** Work order **
Give the records again in full, exactly as they appear.

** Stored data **
--

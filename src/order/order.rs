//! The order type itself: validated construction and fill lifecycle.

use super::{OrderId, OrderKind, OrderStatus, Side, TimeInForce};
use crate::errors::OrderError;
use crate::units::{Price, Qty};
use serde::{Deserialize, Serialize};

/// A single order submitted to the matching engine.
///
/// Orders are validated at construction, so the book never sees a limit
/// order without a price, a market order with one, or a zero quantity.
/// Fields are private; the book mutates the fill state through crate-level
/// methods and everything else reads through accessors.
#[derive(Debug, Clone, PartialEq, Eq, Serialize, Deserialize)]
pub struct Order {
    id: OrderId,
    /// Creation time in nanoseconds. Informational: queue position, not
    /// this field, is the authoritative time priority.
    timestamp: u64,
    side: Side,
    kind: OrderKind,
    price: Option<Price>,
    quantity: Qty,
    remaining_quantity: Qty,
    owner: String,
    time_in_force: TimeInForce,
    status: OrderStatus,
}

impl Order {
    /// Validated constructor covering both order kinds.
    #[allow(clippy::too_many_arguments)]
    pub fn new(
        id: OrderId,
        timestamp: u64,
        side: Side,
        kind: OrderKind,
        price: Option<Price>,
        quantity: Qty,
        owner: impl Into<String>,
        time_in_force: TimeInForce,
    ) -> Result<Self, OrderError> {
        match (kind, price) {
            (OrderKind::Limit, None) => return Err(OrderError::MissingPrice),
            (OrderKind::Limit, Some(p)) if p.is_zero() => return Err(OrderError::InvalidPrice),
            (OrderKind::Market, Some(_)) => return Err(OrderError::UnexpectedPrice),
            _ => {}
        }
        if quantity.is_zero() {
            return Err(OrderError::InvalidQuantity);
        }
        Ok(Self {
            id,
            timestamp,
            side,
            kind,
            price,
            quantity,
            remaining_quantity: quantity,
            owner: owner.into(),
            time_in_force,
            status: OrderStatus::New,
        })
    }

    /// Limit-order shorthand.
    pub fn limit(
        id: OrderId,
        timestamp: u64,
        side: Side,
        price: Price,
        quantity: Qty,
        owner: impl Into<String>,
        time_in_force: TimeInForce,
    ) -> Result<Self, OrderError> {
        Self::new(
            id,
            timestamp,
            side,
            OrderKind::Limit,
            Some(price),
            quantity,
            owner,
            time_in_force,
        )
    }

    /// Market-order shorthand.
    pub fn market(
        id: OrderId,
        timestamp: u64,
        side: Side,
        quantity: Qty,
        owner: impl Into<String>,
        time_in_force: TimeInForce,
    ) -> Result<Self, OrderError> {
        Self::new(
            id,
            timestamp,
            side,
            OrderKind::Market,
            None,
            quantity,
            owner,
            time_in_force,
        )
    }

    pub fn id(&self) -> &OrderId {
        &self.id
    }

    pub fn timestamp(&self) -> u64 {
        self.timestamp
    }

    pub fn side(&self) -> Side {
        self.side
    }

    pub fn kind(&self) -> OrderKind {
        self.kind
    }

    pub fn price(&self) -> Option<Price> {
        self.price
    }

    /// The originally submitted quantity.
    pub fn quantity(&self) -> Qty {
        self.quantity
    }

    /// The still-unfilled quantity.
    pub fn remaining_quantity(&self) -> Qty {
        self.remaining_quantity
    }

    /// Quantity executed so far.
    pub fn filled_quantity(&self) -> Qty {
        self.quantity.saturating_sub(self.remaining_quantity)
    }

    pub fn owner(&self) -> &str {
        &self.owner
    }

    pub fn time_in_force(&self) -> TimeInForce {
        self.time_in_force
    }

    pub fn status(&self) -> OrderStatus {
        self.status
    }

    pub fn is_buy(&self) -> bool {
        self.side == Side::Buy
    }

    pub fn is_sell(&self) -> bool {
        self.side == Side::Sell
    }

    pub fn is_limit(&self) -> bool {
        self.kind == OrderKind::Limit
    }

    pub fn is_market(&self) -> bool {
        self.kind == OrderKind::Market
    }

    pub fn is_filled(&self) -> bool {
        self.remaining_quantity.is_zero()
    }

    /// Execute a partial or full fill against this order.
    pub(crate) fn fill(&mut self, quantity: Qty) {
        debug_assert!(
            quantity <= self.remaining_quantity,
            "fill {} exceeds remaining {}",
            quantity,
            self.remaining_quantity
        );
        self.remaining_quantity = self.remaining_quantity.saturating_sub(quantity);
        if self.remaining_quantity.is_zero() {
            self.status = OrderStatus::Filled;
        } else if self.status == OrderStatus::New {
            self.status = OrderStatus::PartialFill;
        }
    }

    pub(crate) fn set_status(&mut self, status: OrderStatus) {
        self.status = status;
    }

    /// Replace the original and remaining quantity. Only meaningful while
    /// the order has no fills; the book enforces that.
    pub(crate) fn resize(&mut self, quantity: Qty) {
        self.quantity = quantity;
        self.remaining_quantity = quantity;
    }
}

--

** Exercise answer **
filename src/order/order.rs
//! The order type itself: validated construction and fill lifecycle.

use super::{OrderId, OrderKind, OrderStatus, Side, TimeInForce};
use crate::errors::OrderError;
use crate::units::{Price, Qty};
use serde::{Deserialize, Serialize};

/// A single order submitted to the matching engine.
///
/// Orders are validated at construction, so the book never sees a limit
/// order without a price, a market order with one, or a zero quantity.
/// Fields are private; the book mutates the fill state through crate-level
/// methods and everything else reads through accessors.
#[derive(Debug, Clone, PartialEq, Eq, Serialize, Deserialize)]
pub struct Order {
    id: OrderId,
    /// Creation time in nanoseconds. Informational: queue position, not
    /// this field, is the authoritative time priority.
    timestamp: u64,
    side: Side,
    kind: OrderKind,
    price: Option<Price>,
    quantity: Qty,
    remaining_quantity: Qty,
    owner: String,
    time_in_force: TimeInForce,
    status: OrderStatus,
}

impl Order {
    /// Validated constructor covering both order kinds.
    #[allow(clippy::too_many_arguments)]
    pub fn new(
        id: OrderId,
        timestamp: u64,
        side: Side,
        kind: OrderKind,
        price: Option<Price>,
        quantity: Qty,
        owner: impl Into<String>,
        time_in_force: TimeInForce,
    ) -> Result<Self, OrderError> {
        match (kind, price) {
            (OrderKind::Limit, None) => return Err(OrderError::MissingPrice),
            (OrderKind::Limit, Some(p)) if p.is_zero() => return Err(OrderError::InvalidPrice),
            (OrderKind::Market, Some(_)) => return Err(OrderError::UnexpectedPrice),
            _ => {}
        }
        if quantity.is_zero() {
            return Err(OrderError::InvalidQuantity);
        }
        Ok(Self {
            id,
            timestamp,
            side,
            kind,
            price,
            quantity,
            remaining_quantity: quantity,
            owner: owner.into(),
            time_in_force,
            status: OrderStatus::New,
        })
    }

    /// Limit-order shorthand.
    pub fn limit(
        id: OrderId,
        timestamp: u64,
        side: Side,
        price: Price,
        quantity: Qty,
        owner: impl Into<String>,
        time_in_force: TimeInForce,
    ) -> Result<Self, OrderError> {
        Self::new(
            id,
            timestamp,
            side,
            OrderKind::Limit,
            Some(price),
            quantity,
            owner,
            time_in_force,
        )
    }

    /// Market-order shorthand.
    pub fn market(
        id: OrderId,
        timestamp: u64,
        side: Side,
        quantity: Qty,
        owner: impl Into<String>,
        time_in_force: TimeInForce,
    ) -> Result<Self, OrderError> {
        Self::new(
            id,
            timestamp,
            side,
            OrderKind::Market,
            None,
            quantity,
            owner,
            time_in_force,
        )
    }

    pub fn id(&self) -> &OrderId {
        &self.id
    }

    pub fn timestamp(&self) -> u64 {
        self.timestamp
    }

    pub fn side(&self) -> Side {
        self.side
    }

    pub fn kind(&self) -> OrderKind {
        self.kind
    }

    pub fn price(&self) -> Option<Price> {
        self.price
    }

    /// The originally submitted quantity.
    pub fn quantity(&self) -> Qty {
        self.quantity
    }

    /// The still-unfilled quantity.
    pub fn remaining_quantity(&self) -> Qty {
        self.remaining_quantity
    }

    /// Quantity executed so far.
    pub fn filled_quantity(&self) -> Qty {
        self.quantity.saturating_sub(self.remaining_quantity)
    }

    pub fn owner(&self) -> &str {
        &self.owner
    }

    pub fn time_in_force(&self) -> TimeInForce {
        self.time_in_force
    }

    pub fn status(&self) -> OrderStatus {
        self.status
    }

    pub fn is_buy(&self) -> bool {
        self.side == Side::Buy
    }

    pub fn is_sell(&self) -> bool {
        self.side == Side::Sell
    }

    pub fn is_limit(&self) -> bool {
        self.kind == OrderKind::Limit
    }

    pub fn is_market(&self) -> bool {
        self.kind == OrderKind::Market
    }

    pub fn is_filled(&self) -> bool {
        self.remaining_quantity.is_zero()
    }

    /// Execute a partial or full fill against this order.
    pub(crate) fn fill(&mut self, quantity: Qty) {
        debug_assert!(
            quantity <= self.remaining_quantity,
            "fill {} exceeds remaining {}",
            quantity,
            self.remaining_quantity
        );
        self.remaining_quantity = self.remaining_quantity.saturating_sub(quantity);
        if self.remaining_quantity.is_zero() {
            self.status = OrderStatus::Filled;
        } else if self.status == OrderStatus::New {
            self.status = OrderStatus::PartialFill;
        }
    }

    pub(crate) fn set_status(&mut self, status: OrderStatus) {
        self.status = status;
    }

    /// Replace the original and remaining quantity. Only meaningful while
    /// the order has no fills; the book enforces that.
    pub(crate) fn resize(&mut self, quantity: Qty) {
        self.quantity = quantity;
        self.remaining_quantity = quantity;
    }
}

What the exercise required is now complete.